## Directions:
Copy exactly the lines of the data below that run from the line holding "EntityId::new(raw).unwrap()" through the line holding "own.set_from_owner(id(3), 1, 0);", both ends included.

+++++

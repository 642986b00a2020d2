//! Ownership metadata for patch cells.
//!
//! [`CellOwnership`] records, per cell, the rank that owns it and whether the
//! cell is a ghost on the current rank. Entries are stored densely by
//! [`EntityId::index`], so lookups are a bounds check away.

use crate::mesh_error::MeshError;
use crate::topology::id::EntityId;
use std::collections::BTreeMap;

#[derive(Copy, Clone, Debug, Eq, PartialEq, serde::Serialize, serde::Deserialize)]
pub struct OwnershipEntry {
    pub owner: usize,
    pub is_ghost: bool,
}

#[derive(Clone, Debug, Default, serde::Serialize, serde::Deserialize)]
pub struct CellOwnership {
    entries: Vec<Option<OwnershipEntry>>,
}

impl CellOwnership {
    /// Number of tracked slots (including empty ones).
    pub fn len(&self) -> usize {
        self.entries.len()
    }

    pub fn is_empty(&self) -> bool {
        self.entries.iter().all(Option::is_none)
    }

    /// Insert or update the entry of `cell`.
    pub fn set(&mut self, cell: EntityId, owner: usize, is_ghost: bool) {
        let idx = cell.index();
        if idx >= self.entries.len() {
            self.entries.resize(idx + 1, None);
        }
        self.entries[idx] = Some(OwnershipEntry { owner, is_ghost });
    }

    /// Insert or update the entry of `cell`, deriving ghostness from `my_rank`.
    pub fn set_from_owner(&mut self, cell: EntityId, owner: usize, my_rank: usize) {
        self.set(cell, owner, owner != my_rank);
    }

    /// Forget the entry of `cell`.
    pub fn unset(&mut self, cell: EntityId) -> Option<OwnershipEntry> {
        self.entries.get_mut(cell.index()).and_then(Option::take)
    }

    pub fn entry(&self, cell: EntityId) -> Option<OwnershipEntry> {
        self.entries.get(cell.index()).copied().flatten()
    }

    pub fn owner(&self, cell: EntityId) -> Option<usize> {
        self.entry(cell).map(|e| e.owner)
    }

    /// Owning rank, or an error when the cell is not tracked.
    pub fn owner_or_err(&self, cell: EntityId) -> Result<usize, MeshError> {
        self.owner(cell).ok_or(MeshError::MissingCell(cell))
    }

    pub fn is_ghost(&self, cell: EntityId) -> Option<bool> {
        self.entry(cell).map(|e| e.is_ghost)
    }

    /// Iterate ghost cells in id order.
    pub fn ghost_cells(&self) -> impl Iterator<Item = EntityId> + '_ {
        self.entries.iter().enumerate().filter_map(|(idx, entry)| {
            entry
                .filter(|e| e.is_ghost)
                .map(|_| EntityId::from_index(idx))
        })
    }

    /// Drop every ghost entry, keeping the owned ones.
    pub fn clear_ghosts(&mut self) {
        for entry in &mut self.entries {
            if entry.is_some_and(|e| e.is_ghost) {
                *entry = None;
            }
        }
        while matches!(self.entries.last(), Some(None)) {
            self.entries.pop();
        }
    }

    /// Ghost cells grouped by owning rank, each group in id order.
    pub fn ghosts_by_rank(&self) -> BTreeMap<usize, Vec<EntityId>> {
        let mut out: BTreeMap<usize, Vec<EntityId>> = BTreeMap::new();
        for cell in self.ghost_cells() {
            if let Some(owner) = self.owner(cell) {
                out.entry(owner).or_default().push(cell);
            }
        }
        out
    }
}

#[cfg(test)]
mod tests {
    use super::*;

    fn id(raw: u64) -> EntityId {
        EntityId::new(raw).unwrap()
    }

    #[test]
    fn ghosts_are_grouped_by_owner() {
        let mut own = CellOwnership::default();
        own.set_from_owner(id(1), 0, 0);
        own.set_from_owner(id(4), 2, 0);
        own.set_from_owner(id(3), 1, 0);
        own.set_from_owner(id(2), 2, 0);
        let groups = own.ghosts_by_rank();
        assert_eq!(groups[&1], vec![id(3)]);
        assert_eq!(groups[&2], vec![id(2), id(4)]);
        assert_eq!(own.is_ghost(id(1)), Some(false));
    }

    #[test]
    fn clear_ghosts_keeps_owned() {
        let mut own = CellOwnership::default();
        own.set(id(1), 0, false);
        own.set(id(5), 1, true);
        own.clear_ghosts();
        assert_eq!(own.len(), 1);
        assert_eq!(own.owner(id(1)), Some(0));
        assert_eq!(own.owner_or_err(id(5)), Err(MeshError::MissingCell(id(5))));
    }
}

+++++

## Written response:
        EntityId::new(raw).unwrap()
    }

    #[test]
    fn ghosts_are_grouped_by_owner() {
        let mut own = CellOwnership::default();
        own.set_from_owner(id(1), 0, 0);
        own.set_from_owner(id(4), 2, 0);
        own.set_from_owner(id(3), 1, 0);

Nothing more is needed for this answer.